The data →
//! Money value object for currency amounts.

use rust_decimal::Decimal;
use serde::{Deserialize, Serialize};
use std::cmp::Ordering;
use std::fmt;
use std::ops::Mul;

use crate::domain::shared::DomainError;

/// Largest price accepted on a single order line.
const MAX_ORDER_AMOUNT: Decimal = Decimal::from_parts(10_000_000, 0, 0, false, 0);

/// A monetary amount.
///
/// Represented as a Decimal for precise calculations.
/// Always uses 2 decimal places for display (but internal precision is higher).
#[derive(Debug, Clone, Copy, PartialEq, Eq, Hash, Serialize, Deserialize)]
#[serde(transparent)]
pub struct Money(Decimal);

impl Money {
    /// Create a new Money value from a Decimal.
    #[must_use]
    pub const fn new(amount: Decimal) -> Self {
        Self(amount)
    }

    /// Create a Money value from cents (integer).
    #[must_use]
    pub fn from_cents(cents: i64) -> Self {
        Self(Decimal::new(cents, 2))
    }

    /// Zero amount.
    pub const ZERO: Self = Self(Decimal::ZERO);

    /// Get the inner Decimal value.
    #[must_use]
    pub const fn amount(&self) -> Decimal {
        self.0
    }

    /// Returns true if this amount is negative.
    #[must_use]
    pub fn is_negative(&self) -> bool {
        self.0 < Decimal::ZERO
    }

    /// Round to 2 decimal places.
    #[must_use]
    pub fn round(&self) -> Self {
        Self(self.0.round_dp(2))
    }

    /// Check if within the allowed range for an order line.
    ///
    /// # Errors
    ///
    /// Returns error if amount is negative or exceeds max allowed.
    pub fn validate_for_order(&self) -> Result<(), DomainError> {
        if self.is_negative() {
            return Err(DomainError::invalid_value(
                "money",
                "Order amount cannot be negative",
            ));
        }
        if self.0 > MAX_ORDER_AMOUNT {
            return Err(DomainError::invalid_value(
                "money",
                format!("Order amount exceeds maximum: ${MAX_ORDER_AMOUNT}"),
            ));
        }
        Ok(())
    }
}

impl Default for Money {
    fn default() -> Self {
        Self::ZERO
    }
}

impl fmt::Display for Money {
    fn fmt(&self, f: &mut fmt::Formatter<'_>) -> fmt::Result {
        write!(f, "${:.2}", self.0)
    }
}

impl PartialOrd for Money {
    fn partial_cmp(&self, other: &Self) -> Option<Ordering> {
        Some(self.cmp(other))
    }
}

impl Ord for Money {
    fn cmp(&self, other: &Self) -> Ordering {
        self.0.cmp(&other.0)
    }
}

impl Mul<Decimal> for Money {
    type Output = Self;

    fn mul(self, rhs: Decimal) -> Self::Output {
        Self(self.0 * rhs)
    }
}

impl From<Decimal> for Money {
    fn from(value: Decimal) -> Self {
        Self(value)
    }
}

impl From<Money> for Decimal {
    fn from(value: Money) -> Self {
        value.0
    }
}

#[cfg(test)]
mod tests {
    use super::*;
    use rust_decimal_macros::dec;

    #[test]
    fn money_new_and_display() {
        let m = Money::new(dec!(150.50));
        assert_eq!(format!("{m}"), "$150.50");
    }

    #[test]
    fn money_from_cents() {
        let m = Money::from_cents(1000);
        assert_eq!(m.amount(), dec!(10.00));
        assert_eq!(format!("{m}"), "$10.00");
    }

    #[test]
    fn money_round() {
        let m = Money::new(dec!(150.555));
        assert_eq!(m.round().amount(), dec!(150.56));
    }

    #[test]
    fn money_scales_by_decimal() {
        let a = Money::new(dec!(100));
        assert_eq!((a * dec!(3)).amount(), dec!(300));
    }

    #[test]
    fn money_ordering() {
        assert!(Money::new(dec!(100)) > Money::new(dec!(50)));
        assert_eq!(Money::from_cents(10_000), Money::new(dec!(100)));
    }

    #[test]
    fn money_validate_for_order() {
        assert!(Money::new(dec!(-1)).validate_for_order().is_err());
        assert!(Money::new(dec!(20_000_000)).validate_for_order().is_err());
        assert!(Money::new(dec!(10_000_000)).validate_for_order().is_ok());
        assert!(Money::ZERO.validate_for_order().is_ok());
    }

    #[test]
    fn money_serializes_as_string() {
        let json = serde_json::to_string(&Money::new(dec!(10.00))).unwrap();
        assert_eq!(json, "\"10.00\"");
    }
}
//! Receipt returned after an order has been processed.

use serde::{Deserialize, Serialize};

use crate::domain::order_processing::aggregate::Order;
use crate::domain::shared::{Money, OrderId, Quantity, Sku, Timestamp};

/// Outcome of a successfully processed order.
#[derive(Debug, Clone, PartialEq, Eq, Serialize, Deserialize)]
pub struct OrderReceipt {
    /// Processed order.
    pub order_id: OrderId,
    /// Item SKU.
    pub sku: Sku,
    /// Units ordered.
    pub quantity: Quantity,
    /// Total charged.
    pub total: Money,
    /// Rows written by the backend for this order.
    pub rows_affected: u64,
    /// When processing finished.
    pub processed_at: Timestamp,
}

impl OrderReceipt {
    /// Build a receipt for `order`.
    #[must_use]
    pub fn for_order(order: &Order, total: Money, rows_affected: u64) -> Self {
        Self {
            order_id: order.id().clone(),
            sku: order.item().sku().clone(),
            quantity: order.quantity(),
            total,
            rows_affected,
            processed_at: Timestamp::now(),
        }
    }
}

What needs to be done → Set down, exactly as they appear, the lines above from the first one to the line that holds "#[serde(transparent)]", both included, please, and no others.

Final answer →
//! Money value object for currency amounts.

use rust_decimal::Decimal;
use serde::{Deserialize, Serialize};
use std::cmp::Ordering;
use std::fmt;
use std::ops::Mul;

use crate::domain::shared::DomainError;

/// Largest price accepted on a single order line.
const MAX_ORDER_AMOUNT: Decimal = Decimal::from_parts(10_000_000, 0, 0, false, 0);

/// A monetary amount.
///
/// Represented as a Decimal for precise calculations.
/// Always uses 2 decimal places for display (but internal precision is higher).
#[derive(Debug, Clone, Copy, PartialEq, Eq, Hash, Serialize, Deserialize)]
#[serde(transparent)]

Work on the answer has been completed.